Combination treatment of docetaxel with caffeic acid phenethyl ester suppresses the survival and the proliferation of docetaxel-resistant prostate cancer cells via induction of apoptosis and metabolism interference.

机构信息

Institute of Cellular and System Medicine, National Health Research Institutes, No. 35, Keyan Road, Zhunan Town, 35053, Miaoli County, Taiwan.

Department of Biochemistry, Kaohsiung Medical University, Kaohsiung, Taiwan.

出版信息

J Biomed Sci. 2022 Feb 23;29(1):16. doi: 10.1186/s12929-022-00797-z.

DOI:10.1186/s12929-022-00797-z
PMID:35197069
原文链接:https://pmc.ncbi.nlm.nih.gov/articles/PMC8864857/
Abstract

BACKGROUND

Docetaxel has been approved by USFDA as a first-line treatment for castration-resistant prostate cancer (CRPC) patients. Patients receiving androgen deprivation therapy along with docetaxel result in superior survival, lower serum prostate specific antigen (PSA) level, and better quality of life. However, a significant proportion of these patients ultimately develop resistance to docetaxel within months. Caffeic acid phenethyl ester (CAPE), one of the main bioactive components extracted from the propolis, has been reported to be effective for repressing the tumor growth, the migration and invasion of prostate cancer (PCa) cells, as well as the downstream signaling and stability of androgen receptor (AR). We hence determined if combination treatment of docetaxel with CAPE can suppress the proliferation and the survival of docetaxel-resistant PCa cells.

METHODS

We established docetaxel-resistant PC/DX25 and DU/DX50 CRPC cell lines from PC-3 and DU-145 human PCa cells, respectively. Proliferation assay, MTT assay, flow cytometry with Annexin V staining, Comet Assay, and nude mice xenograft model were applied to determine the effects of combination treatment on cell proliferation and survival of the docetaxel-resistant PCa cells. Micro-Western Array (MWA) and qRT-PCR were used to investigate the molecular mechanism lying underneath.

RESULTS

Combination treatment effectively suppressed the proliferation, survival and tumor growth of docetaxel-resistant PCa cells both in vitro and in nude mice. Comet assay and flow cytometry indicated that combination treatment induced apoptosis in docetaxel-resistant PCa cells. MWA and Western blotting assay revealed that combination treatment suppressed protein expression of Bcl-2, AKT2, c-Myc, apoptosis and caspase activation inhibitor (AVEN), pyruvate kinase M2 (PKM2) but increased protein expression of Bax, caspase 3, cytochrome c, glucose-6-phosphate dehydrogenase (G6PD) and acylglycerol kinase (AGK).
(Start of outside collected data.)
pub mod auth;
pub mod validation;
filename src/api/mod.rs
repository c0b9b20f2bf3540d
pub mod error;
pub mod handlers;
pub mod middleware;
use crate::services::range::{RangeError, parse_range_header};
use crate::services::storage::{ObjectBody, StorageService};
use chrono::{DateTime, Utc};
use std::sync::Arc;
use thiserror::Error;

#[derive(Error, Debug)]
pub enum StreamError {
    #[error("object not found: {0}")]
    NotFound(String),

    #[error("range not satisfiable for object of {size} bytes")]
    RangeNotSatisfiable { size: u64 },

    #[error("storage failure: {0}")]
    Storage(#[from] anyhow::Error),
}

/// Which part of the object the body carries.
#[derive(Debug, Clone, Copy, PartialEq, Eq)]
pub enum StreamWindow {
    Full,
    Partial { start: u64, end: u64 },
}

pub struct ObjectStream {
    pub size: u64,
    pub window: StreamWindow,
    pub e_tag: Option<String>,
    pub last_modified: Option<DateTime<Utc>>,
    pub body: ObjectBody,
}

impl ObjectStream {
    pub fn content_length(&self) -> u64 {
        match self.window {
            StreamWindow::Full => self.size,
            StreamWindow::Partial { start, end } => end - start + 1,
        }
    }

    /// `Content-Range` value for partial responses.
    pub fn content_range(&self) -> Option<String> {
        match self.window {
            StreamWindow::Full => None,
            StreamWindow::Partial { start, end } => {
                Some(format!("bytes {}-{}/{}", start, end, self.size))
            }
        }
    }
}

/// Serves stored objects, honouring byte ranges, without buffering them.
#[derive(Clone)]
pub struct RangeStreamer {
    storage: Arc<dyn StorageService>,
}

impl RangeStreamer {
    pub fn new(storage: Arc<dyn StorageService>) -> Self {
        Self { storage }
    }

    pub async fn stream(
        &self,
        object_key: &str,
        range_header: Option<&str>,
    ) -> Result<ObjectStream, StreamError> {
        let metadata = self
            .storage
            .head_object(object_key)
            .await?
            .ok_or_else(|| StreamError::NotFound(object_key.to_string()))?;
        let size = metadata.size;

        let window = match range_header {
            None => StreamWindow::Full,
            Some(header) => match parse_range_header(header).and_then(|spec| {
                spec.map(|spec| spec.resolve(size)).transpose()
            }) {
                Ok(None) => StreamWindow::Full,
                Ok(Some((start, end))) => StreamWindow::Partial { start, end },
                Err(RangeError::Malformed(value)) => {
                    tracing::debug!("Rejecting malformed range '{}' for {}", value, object_key);
                    return Err(StreamError::RangeNotSatisfiable { size });
                }
                Err(RangeError::Unsatisfiable { size }) => {
                    return Err(StreamError::RangeNotSatisfiable { size });
                }
            },
        };

        let fetch_range = match window {
            StreamWindow::Full => None,
            StreamWindow::Partial { start, end } => Some((start, end)),
        };
        let body = self.storage.get_object_range(object_key, fetch_range).await?;

        Ok(ObjectStream {
            size,
            window,
            e_tag: metadata.e_tag,
            last_modified: metadata.last_modified,
            body,
        })
    }
}
use crate::services::presign::UPLOAD_PREFIX;
use crate::services::storage::StorageService;
use chrono::Utc;
use std::path::PathBuf;
use std::sync::Arc;
use tokio::sync::watch;
use tokio::time::{Duration, sleep};

#[derive(Debug, Default, Clone, Copy, PartialEq, Eq)]
pub struct SweepReport {
    pub aborted_uploads: usize,
    pub removed_staging_files: usize,
}

/// Periodically aborts abandoned multipart sessions and removes stale staging files.
pub struct BackgroundWorker {
    storage: Arc<dyn StorageService>,
    staging_dir: PathBuf,
    max_age: Duration,
    interval: Duration,
    shutdown: watch::Receiver<bool>,
}

impl BackgroundWorker {
    pub fn new(
        storage: Arc<dyn StorageService>,
        staging_dir: PathBuf,
        max_age: Duration,
        interval: Duration,
        shutdown: watch::Receiver<bool>,
    ) -> Self {
        Self {
            storage,
            staging_dir,
            max_age,
            interval,
            shutdown,
        }
    }

    pub async fn run(mut self) {
        tracing::info!("🚀 Background worker started");

        loop {
            tokio::select! {
                _ = self.shutdown.changed() => {
                    tracing::info!("🛑 Background worker shutting down");
                    break;
                }
                _ = sleep(self.interval) => {
                    self.perform_cleanup().await;
                }
            }
        }
    }

    pub async fn perform_cleanup(&self) -> SweepReport {
        tracing::info!("🧹 Running background cleanup tasks...");

        let report = SweepReport {
            aborted_uploads: self.abort_abandoned_uploads().await,
            removed_staging_files: self.remove_stale_staging_files().await,
        };

        tracing::info!(
            "✅ Background cleanup completed: {} uploads aborted, {} staging files removed",
            report.aborted_uploads,
            report.removed_staging_files
        );
        report
    }

    async fn abort_abandoned_uploads(&self) -> usize {
        let uploads = match self.storage.list_multipart_uploads(UPLOAD_PREFIX).await {
            Ok(uploads) => uploads,
            Err(e) => {
                tracing::error!("Failed to list multipart uploads: {:?}", e);
                return 0;
            }
        };

        let Ok(max_age) = chrono::Duration::from_std(self.max_age) else {
            return 0;
        };
        let cutoff = Utc::now() - max_age;
        let mut aborted = 0;

        // Sessions without an initiation time are left alone
        for upload in uploads
            .into_iter()
            .filter(|u| u.initiated.is_some_and(|t| t < cutoff))
        {
            match self
                .storage
                .abort_multipart_upload(&upload.key, &upload.upload_id)
                .await
            {
                Ok(()) => {
                    tracing::info!(
                        "Aborted abandoned multipart upload {} for {}",
                        upload.upload_id,
                        upload.key
                    );
                    aborted += 1;
                }
                Err(e) => tracing::error!(
                    "Failed to abort abandoned upload {}: {:?}",
                    upload.upload_id,
                    e
                ),
            }
        }

        aborted
    }

    async fn remove_stale_staging_files(&self) -> usize {
        let mut entries = match tokio::fs::read_dir(&self.staging_dir).await {
            Ok(entries) => entries,
            Err(e) => {
                tracing::warn!(
                    "Cannot read staging dir {}: {}",
                    self.staging_dir.display(),
                    e
                );
                return 0;
            }
        };

        let mut removed = 0;
        while let Ok(Some(entry)) = entries.next_entry().await {
            if !entry.file_name().to_string_lossy().starts_with("upload-") {
                continue;
            }

            let stale = match entry.metadata().await.and_then(|m| m.modified()) {
                Ok(modified) => modified.elapsed().is_ok_and(|age| age > self.max_age),
                Err(_) => false,
            };
            if !stale {
                continue;
            }

            match tokio::fs::remove_file(entry.path()).await {
                Ok(()) => removed += 1,
                Err(e) => tracing::warn!(
                    "Failed to remove stale staging file {}: {}",
                    entry.path().display(),
                    e
                ),
            }
        }

        removed
    }
}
Overexpression of Bcl-2 in the docetaxel-resistant PCa cells enhanced cell proliferation of docetaxel-resistant PCa cells under combination treatment. Analysis with qRT-PCR suggested that combination treatment decreased cholesterol biosynthesis genes DHCR24 (24-dehydrocholesterol reductase) and LSS (lanosterol synthase) but increased genes involved in glycolysis and TCA cycle.

CONCLUSIONS

Combination treatment of docetaxel with CAPE effectively suppressed the proliferation and survival of docetaxel-resistant PCa cells via inhibition of Bcl-2 and c-Myc as well as induction of metabolism interference. Combination treatment can be beneficial for patients with docetaxel-resistant PCa.

摘要

背景

多西他赛已被美国食品和药物管理局批准为去势抵抗性前列腺癌(CRPC)患者的一线治疗药物。接受去势治疗联合多西他赛治疗的患者的生存率更高,血清前列腺特异性抗原(PSA)水平更低,生活质量更好。然而,这些患者中有相当大的一部分在几个月内最终对多西他赛产生耐药性。咖啡酸苯乙酯(CAPE)是从蜂胶中提取的主要生物活性成分之一,已被报道可有效抑制肿瘤生长、前列腺癌(PCa)细胞的迁移和侵袭,以及雄激素受体(AR)的下游信号和稳定性。因此,我们确定多西他赛与 CAPE 的联合治疗是否能抑制多西他赛耐药性 PCa 细胞的增殖和存活。

方法

我们从 PC-3 和 DU-145 人前列腺癌细胞中分别建立了多西他赛耐药性 PC/DX25 和 DU/DX50 CRPC 细胞系。应用增殖试验、MTT 试验、Annexin V 染色流式细胞术、彗星试验和裸鼠异种移植模型来确定联合治疗对多西他赛耐药性 PCa 细胞增殖和存活的影响。采用微西方阵列(MWA)和 qRT-PCR 来研究潜在的分子机制。

结果

联合治疗在体外和裸鼠体内均能有效抑制多西他赛耐药性 PCa 细胞的增殖、存活和肿瘤生长。彗星试验和流式细胞术表明,联合治疗诱导多西他赛耐药性 PCa 细胞凋亡。MWA 和 Western blot 分析显示,联合治疗抑制了 Bcl-2、AKT2、c-Myc、凋亡和半胱天冬酶激活抑制剂(AVEN)、丙酮酸激酶 M2(PKM2)的蛋白表达,但增加了 Bax、caspase 3、细胞色素 c、葡萄糖-6-磷酸脱氢酶(G6PD)和酰基甘油激酶(AGK)的蛋白表达。在多西他赛耐药性 PCa 细胞中转染 Bcl-2 后,细胞增殖能力增强。qRT-PCR 分析表明,联合治疗降低了胆固醇生物合成基因 DHCR24(24-脱氢胆固醇还原酶)和 LSS(羊毛甾醇合酶)的表达,但增加了糖酵解和 TCA 循环相关基因的表达。

结论

多西他赛与 CAPE 的联合治疗通过抑制 Bcl-2 和 c-Myc 以及诱导代谢干扰,有效抑制了多西他赛耐药性 PCa 细胞的增殖和存活。联合治疗可能对多西他赛耐药性 PCa 患者有益。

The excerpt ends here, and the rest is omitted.